Kinder....Someone, somewhere along the way decided it was "ok" for Boers to have 4 teats.  Some breeders even claim they can feed larger 'litters' that way (pure BS, but I've read and heard it from many people...).   
All of the Boer breed registries allow it, and 2 teats per side are ok at shows.

There are folks who cut off the extra teats and sell them as 'normal' (2 teated)...then you end up w/ 4 (or more!) teats on your kids, seemingly out of nowhere.   
And you can have extra teats just show up down the line, due to genetics.

My sister drove 6 hours once and paid 250$ for a DOE WITH 7 TEATS.
That doe should have been culled / sold as a pet...but the irresponsible breeder not only sold her as breeding stock, she sold her with papers!

I do try to breed for 2 teats, and have kept only 2 teated kids this year for my own stock.  

I consider 4 teats a flaw, (a hazard of starting with dairy goats) but most boer breeders don't simply b/c it's allowed in the registry, at shows, etc.

While *I* may advocate 2 teated boers, I'm a minority, and I can't fight 3 breed associations and a thousand breeders who don't see it as a problem.  

Do I / have I sold 4 teated kids?  Yep....but not without telling whoever bought them about it, and most folks shrug and look at me like, "So?".  

I've never had one born here w/ more than 4 teats, but if I did, it would definitely end up sold as a pet or meat only.


----------



## username taken (Jan 20, 2010)

Okay then Rolls ... 

tell me why exactly, it is a FAULT to have four, clean teats, on a meat breed doe? 

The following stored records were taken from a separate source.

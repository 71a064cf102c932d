//! Data-flow analysis framework.
//!
//! An analysis supplies a domain element type, a direction, initial and
//! boundary conditions, a meet operator, and a transfer function; the
//! framework owns the round-robin fixed-point iteration over the CFG and the
//! instruction/bit-vector dump.
//!
//! Termination relies on every transfer function being monotone on the
//! power-set lattice of the domain. The framework does not detect a
//! non-monotone transfer; supplying one may iterate forever.
//!
//! Direction is a compile-time tag: traversal orders, the meet operand set,
//! and the boundary point are pure functions of the tag type, so the two
//! shipped instantiations are fully monomorphized.

use std::fmt;
use std::hash::Hash;

use crate::analysis::cfg::ControlFlowGraph;
use crate::dataflow::domain::{BitVector, Domain};
use crate::ir::ir::{InstOrTerm, IrFunction};

/// Forward analyses visit blocks in program order and feed each block from
/// its predecessors.
pub struct Forward;

/// Backward analyses visit blocks in reverse program order, instructions
/// back-to-front, and feed each block from its successors.
pub struct Backward;

pub trait Direction {
    /// Block visit order over `num_blocks` block indices.
    fn block_order(num_blocks: usize) -> Vec<usize>;
    /// Point visit order within a block holding `num_points` program points.
    fn point_order(num_points: usize) -> Vec<usize>;
    /// Neighbour blocks whose boundary states are the meet operands.
    fn meet_neighbours(cfg: &ControlFlowGraph, block: usize) -> &[usize];
    /// The program point of a neighbour whose post-transfer state feeds the
    /// meet: the terminator for forward analyses, the first point for
    /// backward ones.
    fn boundary_point(num_points: usize) -> usize;
}

impl Direction for Forward {
    fn block_order(num_blocks: usize) -> Vec<usize> {
        (0..num_blocks).collect()
    }

    fn point_order(num_points: usize) -> Vec<usize> {
        (0..num_points).collect()
    }

    fn meet_neighbours(cfg: &ControlFlowGraph, block: usize) -> &[usize] {
        cfg.preds(block)
    }

    fn boundary_point(num_points: usize) -> usize {
        num_points - 1
    }
}

impl Direction for Backward {
    fn block_order(num_blocks: usize) -> Vec<usize> {
        (0..num_blocks).rev().collect()
    }

    fn point_order(num_points: usize) -> Vec<usize> {
        (0..num_points).rev().collect()
    }

    fn meet_neighbours(cfg: &ControlFlowGraph, block: usize) -> &[usize] {
        cfg.succs(block)
    }

    fn boundary_point(_num_points: usize) -> usize {
        0
    }
}

/// Post-transfer state per program point: the OUT-set for forward analyses,
/// the IN-set for backward ones.
pub struct BlockStates {
    states: Vec<Vec<BitVector>>,
}

impl BlockStates {
    fn init(func: &IrFunction, initial: &BitVector) -> Self {
        let states = func
            .blocks
            .iter()
            .map(|block| vec![initial.clone(); block.num_points()])
            .collect();
        Self { states }
    }

    pub fn get(&self, block: usize, point: usize) -> &BitVector {
        &self.states[block][point]
    }

    /// The neighbour-facing state of `block` for direction `D`.
    pub fn boundary<D: Direction>(&self, block: usize) -> &BitVector {
        let points = &self.states[block];
        &points[D::boundary_point(points.len())]
    }
}

/// Everything a block-local meet may consult.
pub struct MeetCx<'a, E> {
    pub func: &'a IrFunction,
    pub cfg: &'a ControlFlowGraph,
    pub block: usize,
    pub domain: &'a Domain<E>,
    pub states: &'a BlockStates,
}

pub trait DataFlowAnalysis {
    type Element: Clone + Eq + Hash + fmt::Display;
    type Dir: Direction;

    const NAME: &'static str;

    /// Seed the domain with the elements contributed by one program point.
    /// Called once per point before iteration; the domain never grows after.
    fn initialize_domain(&self, domain: &mut Domain<Self::Element>, point: InstOrTerm<'_>);

    /// The state every point is initialised to before the first sweep.
    fn initial_condition(&self, domain: &Domain<Self::Element>) -> BitVector;

    /// The input-side state of the traversal-entry block.
    fn boundary_condition(&self, domain: &Domain<Self::Element>) -> BitVector;

    /// Combine neighbour boundary states. Folding from the meet identity
    /// makes an empty operand set yield the identity itself.
    fn meet(&self, domain: &Domain<Self::Element>, operands: &[&BitVector]) -> BitVector;

    /// Block-local meet. The default collects each neighbour's boundary
    /// state and delegates to `meet`; override it when combining needs the
    /// block itself (liveness and its φ adjustment).
    fn meet_for_block(&self, cx: &MeetCx<'_, Self::Element>) -> BitVector {
        let operands: Vec<&BitVector> = Self::Dir::meet_neighbours(cx.cfg, cx.block)
            .iter()
            .map(|&n| cx.states.boundary::<Self::Dir>(n))
            .collect();
        self.meet(cx.domain, &operands)
    }

    /// Apply the transfer function of `point` to `input`. Must be monotone.
    fn transfer(
        &self,
        domain: &Domain<Self::Element>,
        point: InstOrTerm<'_>,
        input: &BitVector,
    ) -> BitVector;
}

pub struct Framework<'f, A: DataFlowAnalysis> {
    analysis: A,
    func: &'f IrFunction,
    cfg: ControlFlowGraph,
    domain: Domain<A::Element>,
    states: BlockStates,
}

impl<'f, A: DataFlowAnalysis> Framework<'f, A> {
    pub fn new(func: &'f IrFunction, analysis: A) -> Self {
        let cfg = ControlFlowGraph::compute(func);
        let mut domain = Domain::default();
        for block in &func.blocks {
            for point in block.points() {
                analysis.initialize_domain(&mut domain, point);
            }
        }
        let initial = analysis.initial_condition(&domain);
        let states = BlockStates::init(func, &initial);
        Self { analysis, func, cfg, domain, states }
    }

    pub fn domain(&self) -> &Domain<A::Element> {
        &self.domain
    }

    pub fn states(&self) -> &BlockStates {
        &self.states
    }

    pub fn cfg(&self) -> &ControlFlowGraph {
        &self.cfg
    }

    /// Iterate sweeps until no point's state changes.
    pub fn solve(&mut self) {
        let mut sweeps = 0u32;
        while self.sweep() {
            sweeps += 1;
            log::trace!("{}: sweep {} changed", A::NAME, sweeps);
        }
    }

    /// One sweep over the CFG in traversal order. Returns whether any state
    /// changed.
    pub(crate) fn sweep(&mut self) -> bool {
        let func = self.func;
        if func.blocks.is_empty() {
            return false;
        }
        let order = A::Dir::block_order(func.blocks.len());
        let entry = order[0];
        let mut changed = false;
        for &b in &order {
            let mut cur = if b == entry {
                self.analysis.boundary_condition(&self.domain)
            } else {
                self.analysis.meet_for_block(&MeetCx {
                    func,
                    cfg: &self.cfg,
                    block: b,
                    domain: &self.domain,
                    states: &self.states,
                })
            };
            let points: Vec<InstOrTerm<'_>> = func.blocks[b].points().collect();
            for p in A::Dir::point_order(points.len()) {
                let next = self.analysis.transfer(&self.domain, points[p], &cur);
                if next != self.states.states[b][p] {
                    changed = true;
                    self.states.states[b][p] = next.clone();
                }
                cur = next;
            }
        }
        changed
    }

    /// Dump the per-point masked domain sets, with the boundary condition or
    /// meet result at each block boundary.
    pub fn print_inst_bv_map(&self, out: &mut dyn fmt::Write) -> fmt::Result {
        writeln!(out, "********************************************")?;
        writeln!(out, "* Instruction-BitVector Mapping             ")?;
        writeln!(out, "********************************************")?;
        for (b, block) in self.func.blocks.iter().enumerate() {
            for (p, point) in block.points().enumerate() {
                if p == 0 {
                    if A::Dir::meet_neighbours(&self.cfg, b).is_empty() {
                        let bc = self.analysis.boundary_condition(&self.domain);
                        writeln!(out, "BC:\t{}", self.domain.display_masked(&bc))?;
                    } else {
                        let meet = self.analysis.meet_for_block(&MeetCx {
                            func: self.func,
                            cfg: &self.cfg,
                            block: b,
                            domain: &self.domain,
                            states: &self.states,
                        });
                        writeln!(out, "MeetOp:\t{}", self.domain.display_masked(&meet))?;
                    }
                }
                writeln!(out, "Instruction: {point}")?;
                writeln!(out, "\t{}", self.domain.display_masked(self.states.get(b, p)))?;
            }
        }
        Ok(())
    }
}
//! Function-information pass: per-function summary statistics for a module.

use std::fmt;

use crate::ir::ir::{Instruction, IrModule};

/// Print, for every function, its name, parameter count, call sites within
/// the module, block count, and instruction count (terminators included).
pub fn run(module: &IrModule, out: &mut dyn fmt::Write) -> fmt::Result {
    writeln!(out, "Functions Information Pass")?;
    writeln!(out, "{}", module.name)?;
    writeln!(out, "Name    # Args    # Calls    # Blocks    # Insts    ")?;
    for func in &module.functions {
        let calls = module
            .functions
            .iter()
            .flat_map(|f| &f.blocks)
            .flat_map(|b| &b.instructions)
            .filter(|inst| matches!(inst, Instruction::Call { callee, .. } if *callee == func.name))
            .count();
        let insts: usize = func.blocks.iter().map(|b| b.num_points()).sum();
        writeln!(
            out,
            "{}    {}    {}    {}    {}    ",
            func.name,
            func.params.len(),
            calls,
            func.blocks.len(),
            insts
        )?;
    }
    Ok(())
}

It is NOT BS that they can feed multiples better than two teated does. I can show you 20 does right now that are feeding triplets on two teats, and another 20 odd does who are feeding triplets on three or four teats. 

Some of those two teated does take an awful beating. Not because they have less milk, but because there are three mouths fighting over two teats. The poor old does teats get really bitten and cut because of those sharp teeth. And sometimes, one kid suffers as well, because he/she is the smallest, and gets pushed away, so gets less milk. Note that I said 'some' and 'sometimes', because it is not always the case, I have also had some does who were very good at rotating and raised three even kids without udder damage. But in my experience, this is the exception, rather than the rule. 

In contrast, the does with more than two teats, dont get their teats bitten, and their kids are more even in size also. 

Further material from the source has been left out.